The power of the results is limited by the small sample size. However, despite the small number of participants in the study, the careful selection of participants led to a relative homogeneity of symptoms and the large effect sizes support our conclusions and recent clinical studies37. This rather small sample did not allow us to investigate potential differences between responders and nonresponders to the iTBS intervention, although this is a major challenge in the TMS field. Another limitation of our study is that the patients were taking different antipsychotic medications. It would have been better to include patients with the same treatment to improve the comparability and to better explore potentiation effects. For instance, Wagner and colleagues38 found that rTMS and clozapine could have a good potentiation effect on NSS. Moreover, the sex proportion was skewed towards males, thereby, contributing to the limitation of generalizability of current results. As in several other studies in patients with schizophrenia, we included a mixed sample with both right-handers and left-handers. While little is known regarding the effect of handedness on the TMS-induced effect on NSS, a recent meta-analysis in patients with major depression concluded that handedness did not influence rTMS effects on clinical symptoms39. This point merits further investigation in schizophrenia since abnormalities of laterality have been repeatedly reported in patients.
Despite these limitations, this study is one of the few randomized controlled studies to evaluate the clinical and biological effects of iTBS in persistent NSS. The population was carefully selected to avoid any confounding factors (depressive symptoms, positive symptoms, recent change in pharmaceutical treatment, etc.) in accordance with guidelines on clinical trials designed for NSS. At baseline, extrapyramidal side effects measured with the SAS were mild in both groups, which confirmed the primary nature of NSS in the included patients. Our results remained significant when baseline CDSS scores were added as a covariate in the variance analysis, indicating that the slight difference in depression severity at baseline did not influence iTBS effects on NSS while iTBS over the DLPFC is known to decrease depressive symptoms including anhedonia in patients with major depression20. The blinding integrity was confirmed for both patient and clinician raters. Our study indicated that iTBS over the DLPFC is safe in a population of patients with persistent NSS. The effectiveness of iTBS on NSS can be considered large (d = 1.09), although the included population displayed characteristics that have been associated with lower response rates to rTMS (e.g., older age and longer duration of disease). These effects translate into real clinical benefits for patients from the active group with a mean decrease is SANS scores of more than 25% that is consensually accepted as a meaningful decrease40. However, future studies should investigate quality of life and functioning of patients with NSS receiving iTBS with specific clinical scales and ecological evaluation. This efficiency could be related to the high number of pulses delivered (19,800) delivered at a known efficient intensity set at 80% RMT41 based on an iTBS protocol that allows fast and safe delivery of TMS pulses. Indeed, among others, one advantage of iTBS compared to standard rTMS protocols is the decrease in financial and time burdens of rTMS. Positive symptoms were not worsened by the intervention, in contrast to the modest worsening of positive symptoms observed in a recent meta-analysis on rTMS trials for NSS42.
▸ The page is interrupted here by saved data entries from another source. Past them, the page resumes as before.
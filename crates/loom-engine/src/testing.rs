//! Shared fixtures for engine tests.

use std::path::Path;
use std::sync::atomic::{AtomicUsize, Ordering};
use std::sync::Arc;
use std::time::Duration;

use async_trait::async_trait;
use parking_lot::Mutex;
use serde_json::Value;
use tokio::time::Instant;
use tokio_util::sync::CancellationToken;

use loom_core::files::FileTracker;
use loom_core::ids::{AgentId, SessionId};
use loom_core::session::{SessionMode, TodoList};
use loom_core::tools::{Tool, ToolContext, ToolError, ToolResult};

#[derive(Clone, Debug)]
pub struct CallSpan {
    pub name: String,
    pub start: Instant,
    pub end: Instant,
}

impl CallSpan {
    pub fn overlaps(&self, other: &CallSpan) -> bool {
        self.start < other.end && other.start < self.end
    }
}

#[derive(Clone)]
enum Behavior {
    Echo,
    Output(String),
    Fail,
    Panic,
}

/// Configurable tool that records when each invocation ran.
pub struct ScriptedTool {
    name: String,
    side_effects: bool,
    delay: Duration,
    behavior: Behavior,
    spans: Arc<Mutex<Vec<CallSpan>>>,
    calls: Arc<AtomicUsize>,
}

impl ScriptedTool {
    pub fn concurrent(name: &str) -> Self {
        Self::build(name, false)
    }

    pub fn serial(name: &str) -> Self {
        Self::build(name, true)
    }

    fn build(name: &str, side_effects: bool) -> Self {
        Self {
            name: name.to_string(),
            side_effects,
            delay: Duration::ZERO,
            behavior: Behavior::Echo,
            spans: Arc::new(Mutex::new(Vec::new())),
            calls: Arc::new(AtomicUsize::new(0)),
        }
    }

    pub fn with_delay(mut self, delay: Duration) -> Self {
        self.delay = delay;
        self
    }

    pub fn with_output(mut self, output: impl Into<String>) -> Self {
        self.behavior = Behavior::Output(output.into());
        self
    }

    pub fn failing(mut self) -> Self {
        self.behavior = Behavior::Fail;
        self
    }

    pub fn panicking(mut self) -> Self {
        self.behavior = Behavior::Panic;
        self
    }

    /// Share one span log between several tools.
    pub fn with_spans(mut self, spans: Arc<Mutex<Vec<CallSpan>>>) -> Self {
        self.spans = spans;
        self
    }

    pub fn spans(&self) -> Arc<Mutex<Vec<CallSpan>>> {
        Arc::clone(&self.spans)
    }

    pub fn call_counter(&self) -> Arc<AtomicUsize> {
        Arc::clone(&self.calls)
    }
}

#[async_trait]
impl Tool for ScriptedTool {
    fn name(&self) -> &str {
        &self.name
    }

    fn description(&self) -> &str {
        "Scripted test tool"
    }

    fn parameters_schema(&self) -> Value {
        serde_json::json!({"type": "object", "properties": {"tag": {"type": "string"}}})
    }

    fn has_side_effects(&self) -> bool {
        self.side_effects
    }

    async fn execute(&self, args: Value, ctx: &ToolContext) -> Result<ToolResult, ToolError> {
        self.calls.fetch_add(1, Ordering::SeqCst);
        let start = Instant::now();
        if !self.delay.is_zero() {
            tokio::select! {
                () = tokio::time::sleep(self.delay) => {}
                () = ctx.abort_signal.cancelled() => return Err(ToolError::Cancelled),
            }
        }
        self.spans.lock().push(CallSpan {
            name: self.name.clone(),
            start,
            end: Instant::now(),
        });
        match &self.behavior {
            Behavior::Echo => {
                let tag = args["tag"].as_str().unwrap_or_default();
                Ok(ToolResult::success(format!("{}:{tag}", self.name), start.elapsed()))
            }
            Behavior::Output(output) => Ok(ToolResult::success(output.clone(), start.elapsed())),
            Behavior::Fail => Err(ToolError::ExecutionFailed("scripted failure".into())),
            Behavior::Panic => panic!("scripted panic"),
        }
    }
}

pub fn tool_context(dir: &Path) -> ToolContext {
    ToolContext {
        session_id: SessionId::new(),
        agent_id: AgentId::new(),
        parent_agent_id: None,
        working_directory: dir.to_path_buf(),
        mode: SessionMode::Normal,
        files: FileTracker::new(),
        todos: TodoList::new(),
        abort_signal: CancellationToken::new(),
    }
}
In sum, iTBS targeting the left DLPFC shows promising results in the long-term treatment of persistent negative symptoms. iTBS of the left DLPFC may restore the connectivity of the DLPFC with areas involved in the representation of pleasure and the self and with areas involving mesocorticolimbic DA transmission.
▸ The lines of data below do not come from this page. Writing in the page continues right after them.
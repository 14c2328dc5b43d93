use std::path::PathBuf;

use rusqlite::{params, OptionalExtension};
use tracing::{debug, instrument};

use loom_core::files::FileTracker;
use loom_core::ids::{MessageId, SessionId};
use loom_core::messages::Message;
use loom_core::session::{MessageRecord, Session, TodoList};
use loom_core::tokens::AccumulatedTokens;

use crate::database::Database;
use crate::error::StoreError;
use crate::row_helpers::{self, enum_tag, parse_enum, parse_json, parse_time};
use crate::store::{SessionStore, SessionSummary};

/// SQLite-backed store. One row per session, one row per message keyed by
/// `(session_id, seq)` where `seq` is the append position.
#[derive(Clone)]
pub struct SqliteSessionStore {
    db: Database,
}

impl SqliteSessionStore {
    pub fn new(db: Database) -> Self {
        Self { db }
    }
}

impl SessionStore for SqliteSessionStore {
    #[instrument(skip(self, session), fields(session_id = %session.id, messages = session.messages.len()))]
    fn save(&self, session: &Session) -> Result<(), StoreError> {
        let todos = serde_json::to_string(&session.todos)?;
        let files = serde_json::to_string(&session.files)?;
        let tokens = serde_json::to_string(&session.tokens)?;
        let mode = enum_tag(&session.mode)?;
        let status = enum_tag(&session.status)?;

        self.db.with_conn(|conn| {
            let tx = conn.unchecked_transaction()?;
            tx.execute(
                "INSERT INTO sessions (id, working_directory, mode, status, step, todos, files, tokens, created_at, updated_at)
                 VALUES (?1, ?2, ?3, ?4, ?5, ?6, ?7, ?8, ?9, ?10)
                 ON CONFLICT(id) DO UPDATE SET
                    working_directory = excluded.working_directory,
                    mode = excluded.mode,
                    status = excluded.status,
                    step = excluded.step,
                    todos = excluded.todos,
                    files = excluded.files,
                    tokens = excluded.tokens,
                    updated_at = excluded.updated_at",
                params![
                    session.id.as_str(),
                    session.working_directory.to_string_lossy(),
                    mode,
                    status,
                    session.step,
                    todos,
                    files,
                    tokens,
                    session.created_at.to_rfc3339(),
                    session.updated_at.to_rfc3339(),
                ],
            )?;

            {
                // Records are append-only, so only the deleted flag can change
                // for a seq that already exists.
                let mut upsert = tx.prepare_cached(
                    "INSERT INTO messages (session_id, seq, id, role, payload, token_estimate, deleted, created_at)
                     VALUES (?1, ?2, ?3, ?4, ?5, ?6, ?7, ?8)
                     ON CONFLICT(session_id, seq) DO UPDATE SET deleted = excluded.deleted",
                )?;
                for (seq, record) in session.messages.iter().enumerate() {
                    let payload = serde_json::to_string(&record.message)?;
                    upsert.execute(params![
                        session.id.as_str(),
                        seq as i64,
                        record.id.as_str(),
                        record.message.role(),
                        payload,
                        record.token_estimate,
                        record.deleted,
                        record.created_at.to_rfc3339(),
                    ])?;
                }
            }

            tx.execute(
                "DELETE FROM messages WHERE session_id = ?1 AND seq >= ?2",
                params![session.id.as_str(), session.messages.len() as i64],
            )?;
            tx.commit()?;
            debug!("session saved");
            Ok(())
        })
    }

    #[instrument(skip(self), fields(session_id = %id))]
    fn load(&self, id: &SessionId) -> Result<Session, StoreError> {
        self.db.with_conn(|conn| {
            let row = conn
                .query_row(
                    "SELECT working_directory, mode, status, step, todos, files, tokens, created_at, updated_at
                     FROM sessions WHERE id = ?1",
                    [id.as_str()],
                    |row| {
                        Ok((
                            row.get::<_, String>(0)?,
                            row.get::<_, String>(1)?,
                            row.get::<_, String>(2)?,
                            row.get::<_, u32>(3)?,
                            row.get::<_, String>(4)?,
                            row.get::<_, String>(5)?,
                            row.get::<_, String>(6)?,
                            row.get::<_, String>(7)?,
                            row.get::<_, String>(8)?,
                        ))
                    },
                )
                .optional()?
                .ok_or_else(|| StoreError::SessionNotFound(id.clone()))?;
            let (working_directory, mode, status, step, todos, files, tokens, created_at, updated_at) = row;

            let mut stmt = conn.prepare(
                "SELECT id, payload, token_estimate, deleted, created_at
                 FROM messages WHERE session_id = ?1 ORDER BY seq",
            )?;
            let mut rows = stmt.query([id.as_str()])?;
            let mut messages = Vec::new();
            while let Some(row) = rows.next()? {
                messages.push(message_from_row(row)?);
            }

            Ok(Session {
                id: id.clone(),
                working_directory: PathBuf::from(working_directory),
                mode: parse_enum(&mode, "sessions", "mode")?,
                status: parse_enum(&status, "sessions", "status")?,
                step,
                messages,
                todos: parse_json::<TodoList>(&todos, "sessions", "todos")?,
                files: parse_json::<FileTracker>(&files, "sessions", "files")?,
                tokens: parse_json::<AccumulatedTokens>(&tokens, "sessions", "tokens")?,
                created_at: parse_time(&created_at, "sessions", "created_at")?,
                updated_at: parse_time(&updated_at, "sessions", "updated_at")?,
            })
        })
    }

    #[instrument(skip(self), fields(session_id = %id))]
    fn archive(&self, id: &SessionId) -> Result<(), StoreError> {
        self.db.with_conn(|conn| {
            let changed = conn.execute(
                "UPDATE sessions SET status = 'archived', updated_at = ?1 WHERE id = ?2",
                params![chrono::Utc::now().to_rfc3339(), id.as_str()],
            )?;
            if changed == 0 {
                return Err(StoreError::SessionNotFound(id.clone()));
            }
            Ok(())
        })
    }

    fn list(&self, limit: usize) -> Result<Vec<SessionSummary>, StoreError> {
        self.db.with_conn(|conn| {
            let mut stmt = conn.prepare(
                "SELECT s.id, s.working_directory, s.mode, s.status, s.updated_at,
                        (SELECT COUNT(*) FROM messages m WHERE m.session_id = s.id)
                 FROM sessions s
                 ORDER BY s.updated_at DESC
                 LIMIT ?1",
            )?;
            let mut rows = stmt.query([limit as i64])?;
            let mut out = Vec::new();
            while let Some(row) = rows.next()? {
                let mode: String = row_helpers::get(row, 2, "sessions", "mode")?;
                let status: String = row_helpers::get(row, 3, "sessions", "status")?;
                let updated_at: String = row_helpers::get(row, 4, "sessions", "updated_at")?;
                let count: i64 = row_helpers::get(row, 5, "messages", "count")?;
                out.push(SessionSummary {
                    id: SessionId::from_raw(row_helpers::get::<String>(row, 0, "sessions", "id")?),
                    working_directory: PathBuf::from(row_helpers::get::<String>(
                        row,
                        1,
                        "sessions",
                        "working_directory",
                    )?),
                    mode: parse_enum(&mode, "sessions", "mode")?,
                    status: parse_enum(&status, "sessions", "status")?,
                    message_count: count.max(0) as usize,
                    updated_at: parse_time(&updated_at, "sessions", "updated_at")?,
                });
            }
            Ok(out)
        })
    }
}

fn message_from_row(row: &rusqlite::Row<'_>) -> Result<MessageRecord, StoreError> {
    let id: String = row_helpers::get(row, 0, "messages", "id")?;
    let payload: String = row_helpers::get(row, 1, "messages", "payload")?;
    let created_at: String = row_helpers::get(row, 4, "messages", "created_at")?;
    Ok(MessageRecord {
        id: MessageId::from_raw(id),
        message: parse_json::<Message>(&payload, "messages", "payload")?,
        token_estimate: row_helpers::get(row, 2, "messages", "token_estimate")?,
        deleted: row_helpers::get(row, 3, "messages", "deleted")?,
        created_at: parse_time(&created_at, "messages", "created_at")?,
    })
}

#[cfg(test)]
mod tests {
    use super::*;
    use crate::store::contract;

    fn store() -> SqliteSessionStore {
        SqliteSessionStore::new(Database::in_memory().unwrap())
    }

    #[test]
    fn round_trip_preserves_state() {
        contract::round_trip_preserves_state(&store());
    }

    #[test]
    fn save_is_idempotent_and_tracks_deletes() {
        contract::save_is_idempotent_and_tracks_deletes(&store());
    }

    #[test]
    fn loaded_state_is_independent() {
        contract::loaded_state_is_independent(&store());
    }

    #[test]
    fn archive_and_list() {
        contract::archive_and_list(&store());
    }

    #[test]
    fn missing_session_is_not_found() {
        contract::missing_session_is_not_found(&store());
    }

    #[test]
    fn survives_reopen() {
        let dir = tempfile::tempdir().unwrap();
        let path = dir.path().join("sessions.db");
        let session = contract::sample_session();
        SqliteSessionStore::new(Database::open(&path).unwrap())
            .save(&session)
            .unwrap();

        let reopened = SqliteSessionStore::new(Database::open(&path).unwrap());
        let loaded = reopened.load(&session.id).unwrap();
        assert_eq!(loaded.messages.len(), session.messages.len());
        assert_eq!(loaded.files, session.files);
    }

    #[test]
    fn corrupt_payload_is_reported() {
        let db = Database::in_memory().unwrap();
        let store = SqliteSessionStore::new(db.clone());
        let session = contract::sample_session();
        store.save(&session).unwrap();
        db.with_conn(|conn| {
            conn.execute("UPDATE messages SET payload = 'garbage' WHERE seq = 0", [])?;
            Ok(())
        })
        .unwrap();

        assert!(matches!(
            store.load(&session.id),
            Err(StoreError::CorruptRow { table: "messages", column: "payload", .. })
        ));
    }

    #[test]
    fn truncated_history_drops_stale_rows() {
        let db = Database::in_memory().unwrap();
        let store = SqliteSessionStore::new(db.clone());
        let mut session = contract::sample_session();
        store.save(&session).unwrap();
        session.messages.truncate(2);
        store.save(&session).unwrap();

        let rows: i64 = db
            .with_conn(|conn| {
                Ok(conn.query_row(
                    "SELECT COUNT(*) FROM messages WHERE session_id = ?1",
                    [session.id.as_str()],
                    |row| row.get(0),
                )?)
            })
            .unwrap();
        assert_eq!(rows, 2);
    }
}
In a randomized double-blind sham-controlled study, twenty-two patients with schizophrenia were randomized to receive either active (n = 12) or sham (n = 10) rTMS treatment. The clinical raters and the participants were blinded to the treatment conditions. A randomization list was generated with the ALEA function in an Excel file by the sponsor of the study. The randomization was performed by block (block size of four: 2 active, 2 sham). There was no stratification. After inclusion of each patient by the investigator, the TMS operator called the sponsor to obtain the random assignment of the patient (active or sham). The TMS operator was not blinded to the treatment condition, that is, only the patient and the rater were blinded.
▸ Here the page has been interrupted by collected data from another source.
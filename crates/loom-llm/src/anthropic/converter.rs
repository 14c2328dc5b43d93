use serde_json::{json, Value};

use loom_core::context::LlmContext;
use loom_core::messages::{
    AssistantContent, AssistantMessage, Message, ToolCallBlock, ToolResultMessage, UserContent,
    UserMessage,
};
use loom_core::provider::{StreamOptions, ThinkingConfig};

/// Convert a full [`LlmContext`] into the Anthropic Messages request body.
pub fn build_request_body(
    context: &LlmContext,
    options: &StreamOptions,
    model: &str,
    default_max_tokens: u32,
) -> Value {
    let mut body = json!({
        "model": model,
        "stream": true,
        "max_tokens": options.max_tokens.unwrap_or(default_max_tokens),
    });

    if let Some(temp) = options.temperature {
        body["temperature"] = json!(temp);
    }
    if !options.stop_sequences.is_empty() {
        body["stop_sequences"] = json!(options.stop_sequences);
    }
    if let ThinkingConfig::Budget { tokens } = &options.thinking {
        body["thinking"] = json!({"type": "enabled", "budget_tokens": tokens});
    }

    let system: Vec<Value> = context
        .system_blocks
        .iter()
        .map(|b| json!({"type": "text", "text": b.content}))
        .collect();
    if !system.is_empty() {
        body["system"] = json!(system);
    }

    body["messages"] = json!(convert_messages(&context.messages));

    if !context.tools.is_empty() {
        let tools: Vec<Value> = context
            .tools
            .iter()
            .map(|t| {
                json!({
                    "name": t.name,
                    "description": t.description,
                    "input_schema": t.parameters,
                })
            })
            .collect();
        body["tools"] = json!(tools);
    }

    body
}

/// Convert messages to Anthropic's alternating user/assistant format.
///
/// Engine-authored system messages travel as user text. Consecutive messages
/// that land on the same role are merged into one.
pub fn convert_messages(messages: &[Message]) -> Vec<Value> {
    let mut result: Vec<Value> = Vec::new();

    for msg in messages {
        let (role, blocks) = match msg {
            Message::System(s) => ("user", vec![json!({"type": "text", "text": s.prompt_text()})]),
            Message::User(user) => ("user", convert_user_content(user)),
            Message::Assistant(asst) => ("assistant", convert_assistant_content(asst)),
            Message::ToolResult(tr) => ("user", vec![convert_tool_result(tr)]),
        };
        if blocks.is_empty() {
            continue;
        }

        match result.last_mut() {
            Some(prev) if prev["role"] == role => {
                if let Some(content) = prev["content"].as_array_mut() {
                    content.extend(blocks);
                }
            }
            _ => result.push(json!({"role": role, "content": blocks})),
        }
    }

    // Cache breakpoint on the newest user content.
    if let Some(last_user) = result.iter_mut().rev().find(|m| m["role"] == "user") {
        if let Some(block) = last_user["content"].as_array_mut().and_then(|c| c.last_mut()) {
            block["cache_control"] = json!({"type": "ephemeral"});
        }
    }

    result
}

fn convert_user_content(msg: &UserMessage) -> Vec<Value> {
    msg.content
        .iter()
        .map(|c| match c {
            UserContent::Text { text } => json!({"type": "text", "text": text}),
            UserContent::Image { mime_type, data } => json!({
                "type": "image",
                "source": {"type": "base64", "media_type": mime_type, "data": data}
            }),
        })
        .collect()
}

fn convert_assistant_content(msg: &AssistantMessage) -> Vec<Value> {
    msg.content
        .iter()
        .filter_map(|c| match c {
            AssistantContent::Text { text } if text.is_empty() => None,
            AssistantContent::Text { text } => Some(json!({"type": "text", "text": text})),
            // Unsigned thinking cannot be replayed.
            AssistantContent::Thinking { text, signature } => signature.as_ref().map(|sig| {
                json!({
                    "type": "thinking",
                    "thinking": text,
                    "signature": sig,
                })
            }),
            AssistantContent::ToolCall(tc) => Some(convert_tool_call(tc)),
        })
        .collect()
}

fn convert_tool_call(tc: &ToolCallBlock) -> Value {
    // The API requires an object; malformed arguments were already answered
    // with an error result, so replay them as an empty input.
    let input = if tc.arguments.is_object() {
        tc.arguments.clone()
    } else {
        json!({})
    };
    json!({
        "type": "tool_use",
        "id": remap_tool_call_id(tc.id.as_str()),
        "name": tc.name,
        "input": input,
    })
}

fn convert_tool_result(msg: &ToolResultMessage) -> Value {
    let mut block = json!({
        "type": "tool_result",
        "tool_use_id": remap_tool_call_id(msg.tool_call_id.as_str()),
        "content": [{"type": "text", "text": msg.text_content()}],
    });
    if msg.is_error {
        block["is_error"] = json!(true);
    }
    block
}

/// Remap tool call IDs from OpenAI format (`call_*`) to Anthropic format
/// (`toolu_remap_*`). Anything else passes through unchanged.
pub fn remap_tool_call_id(id: &str) -> String {
    if let Some(suffix) = id.strip_prefix("call_") {
        format!("toolu_remap_{suffix}")
    } else {
        id.to_string()
    }
}
use serde::{Deserialize, Serialize};

use crate::messages::Message;
use crate::security::ProviderType;
use crate::tools::ToolDefinition;

/// Per-response token usage, either reported by the provider or estimated.
#[derive(Clone, Debug, Default, PartialEq, Eq, Serialize, Deserialize)]
pub struct TokenUsage {
    pub input_tokens: u32,
    pub output_tokens: u32,
    #[serde(default)]
    pub cache_read_tokens: u32,
    #[serde(default)]
    pub cache_creation_tokens: u32,
    #[serde(default)]
    pub provider_type: ProviderType,
    /// True when the counts were derived from text length, not reported.
    #[serde(default, skip_serializing_if = "std::ops::Not::not")]
    pub estimated: bool,
}

impl TokenUsage {
    /// Field-wise maximum of the counts; provider and `estimated` come from
    /// `other`. Keeps a cumulative counter from ever moving backwards.
    pub fn max_with(&self, other: &TokenUsage) -> TokenUsage {
        TokenUsage {
            input_tokens: self.input_tokens.max(other.input_tokens),
            output_tokens: self.output_tokens.max(other.output_tokens),
            cache_read_tokens: self.cache_read_tokens.max(other.cache_read_tokens),
            cache_creation_tokens: self.cache_creation_tokens.max(other.cache_creation_tokens),
            provider_type: other.provider_type.clone(),
            estimated: other.estimated,
        }
    }

    /// Tokens occupying the context window for this request.
    pub fn context_window_tokens(&self) -> u32 {
        match self.provider_type {
            ProviderType::Anthropic => {
                self.input_tokens + self.cache_read_tokens + self.cache_creation_tokens
            }
            ProviderType::OpenAI | ProviderType::Mock => self.input_tokens,
        }
    }
}

/// Session-level accumulated totals.
#[derive(Clone, Debug, Default, PartialEq, Serialize, Deserialize)]
pub struct AccumulatedTokens {
    pub total_input_tokens: u64,
    pub total_output_tokens: u64,
    pub total_cache_read_tokens: u64,
    pub total_cache_creation_tokens: u64,
    pub last_context_tokens: u32,
    pub response_count: u32,
}

impl AccumulatedTokens {
    pub fn accumulate(&mut self, usage: &TokenUsage) {
        self.total_input_tokens += u64::from(usage.input_tokens);
        self.total_output_tokens += u64::from(usage.output_tokens);
        self.total_cache_read_tokens += u64::from(usage.cache_read_tokens);
        self.total_cache_creation_tokens += u64::from(usage.cache_creation_tokens);
        self.last_context_tokens = usage.context_window_tokens();
        self.response_count += 1;
    }
}

// --- Estimation ---
//
// Rough chars/4 heuristic. Only threshold crossings depend on it.

const MESSAGE_OVERHEAD_TOKENS: u32 = 4;
const TOOL_OVERHEAD_TOKENS: u32 = 8;

pub fn estimate_text_tokens(text: &str) -> u32 {
    u32::try_from(text.len().div_ceil(4)).unwrap_or(u32::MAX)
}

pub fn estimate_message_tokens(message: &Message) -> u32 {
    let body = match message {
        Message::Assistant(a) => a
            .content
            .iter()
            .map(|block| match block {
                crate::messages::AssistantContent::Text { text } => estimate_text_tokens(text),
                crate::messages::AssistantContent::Thinking { text, .. } => {
                    estimate_text_tokens(text)
                }
                crate::messages::AssistantContent::ToolCall(tc) => {
                    estimate_text_tokens(&tc.name)
                        + estimate_text_tokens(&tc.arguments.to_string())
                }
            })
            .sum(),
        other => estimate_text_tokens(&other.plain_text()),
    };
    body + MESSAGE_OVERHEAD_TOKENS
}

pub fn estimate_tool_tokens(tools: &[ToolDefinition]) -> u32 {
    tools
        .iter()
        .map(|t| {
            estimate_text_tokens(&t.name)
                + estimate_text_tokens(&t.description)
                + estimate_text_tokens(&t.parameters.to_string())
                + TOOL_OVERHEAD_TOKENS
        })
        .sum()
}

#[cfg(test)]
mod tests {
    use super::*;

    #[test]
    fn max_with_never_decreases() {
        let a = TokenUsage {
            input_tokens: 100,
            output_tokens: 40,
            ..Default::default()
        };
        let b = TokenUsage {
            input_tokens: 90,
            output_tokens: 55,
            ..Default::default()
        };
        let merged = a.max_with(&b);
        assert_eq!(merged.input_tokens, 100);
        assert_eq!(merged.output_tokens, 55);
    }

    #[test]
    fn anthropic_context_window_includes_cache() {
        let usage = TokenUsage {
            input_tokens: 1000,
            output_tokens: 500,
            cache_read_tokens: 2000,
            cache_creation_tokens: 3000,
            provider_type: ProviderType::Anthropic,
            estimated: false,
        };
        assert_eq!(usage.context_window_tokens(), 6000);

        let openai = TokenUsage {
            input_tokens: 5000,
            provider_type: ProviderType::OpenAI,
            ..Default::default()
        };
        assert_eq!(openai.context_window_tokens(), 5000);
    }

    #[test]
    fn accumulated_tokens_multi_response() {
        let mut acc = AccumulatedTokens::default();
        acc.accumulate(&TokenUsage {
            input_tokens: 100,
            output_tokens: 50,
            cache_read_tokens: 200,
            ..Default::default()
        });
        acc.accumulate(&TokenUsage {
            input_tokens: 150,
            output_tokens: 75,
            cache_read_tokens: 200,
            cache_creation_tokens: 50,
            ..Default::default()
        });
        assert_eq!(acc.total_input_tokens, 250);
        assert_eq!(acc.total_output_tokens, 125);
        assert_eq!(acc.total_cache_read_tokens, 400);
        assert_eq!(acc.total_cache_creation_tokens, 50);
        assert_eq!(acc.last_context_tokens, 400);
        assert_eq!(acc.response_count, 2);
    }

    #[test]
    fn text_estimate_rounds_up() {
        assert_eq!(estimate_text_tokens(""), 0);
        assert_eq!(estimate_text_tokens("abc"), 1);
        assert_eq!(estimate_text_tokens("abcdefgh"), 2);
        assert_eq!(estimate_text_tokens("abcdefghi"), 3);
    }

    #[test]
    fn message_estimate_adds_overhead() {
        let msg = Message::user_text("abcdefgh");
        assert_eq!(estimate_message_tokens(&msg), 2 + MESSAGE_OVERHEAD_TOKENS);
    }

    #[test]
    fn tool_estimate_grows_with_schema() {
        let small = ToolDefinition {
            name: "A".into(),
            description: "d".into(),
            parameters: serde_json::json!({}),
        };
        let large = ToolDefinition {
            name: "A".into(),
            description: "d".repeat(400),
            parameters: serde_json::json!({"type": "object"}),
        };
        assert!(estimate_tool_tokens(&[large]) > estimate_tool_tokens(&[small]));
    }
}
A total of 35 patients were screened for eligibility. Nine patients declined to participate, three did not meet the inclusion criteria, and one patient was referred to another treatment (please see the CONSORT flow chart diagram shown in Fig. 3). The final analyzed sample consisted of 22 outpatients between 22 and 65 years old meeting the DSM-IV-TR criteria for schizophrenia. NSS were resistant to at least two antipsychotic medications at effective dosages for at least 6 weeks43. According to the inclusion criteria, patients experienced prominent NSS (Positive and Negative Syndrome Scale (PANSS44) negative subscale ≥20, with at least 2 items ≥4) without showing a > 20% reduction in PANSS negative subscores between the preinclusion visit (at least one month before inclusion) and the inclusion visit. They also presented neither clinically significant positive symptoms (no positive item ≥4 and PANSS positive subscale <20) nor depressive symptoms as assessed by a Calgary Depression Scale for Schizophrenia (CDSS45) score <9. The exclusion criteria were as follows: clinically relevant psychiatric comorbidity (including current misuse of or dependence on illegal drugs or alcohol), concomitant treatment with anticonvulsant drugs or benzodiazepines (lorazepam >2 mg/day or equivalent), history of epileptic seizures, previous treatment with rTMS, a contraindication for rTMS, clinically relevant unstable medical conditions, involuntary hospitalization, or pregnancy. Antipsychotic medication had to be stable for at least 4 weeks before study inclusion and remained stable throughout the study. Extrapyramidal symptoms were assessed in each group with the Simpson-Angus Scale (SAS)46, a 10-item scale with item scores ranging from 1 to 5, designed to assess the presence and severity of rigidity and bradykinesia.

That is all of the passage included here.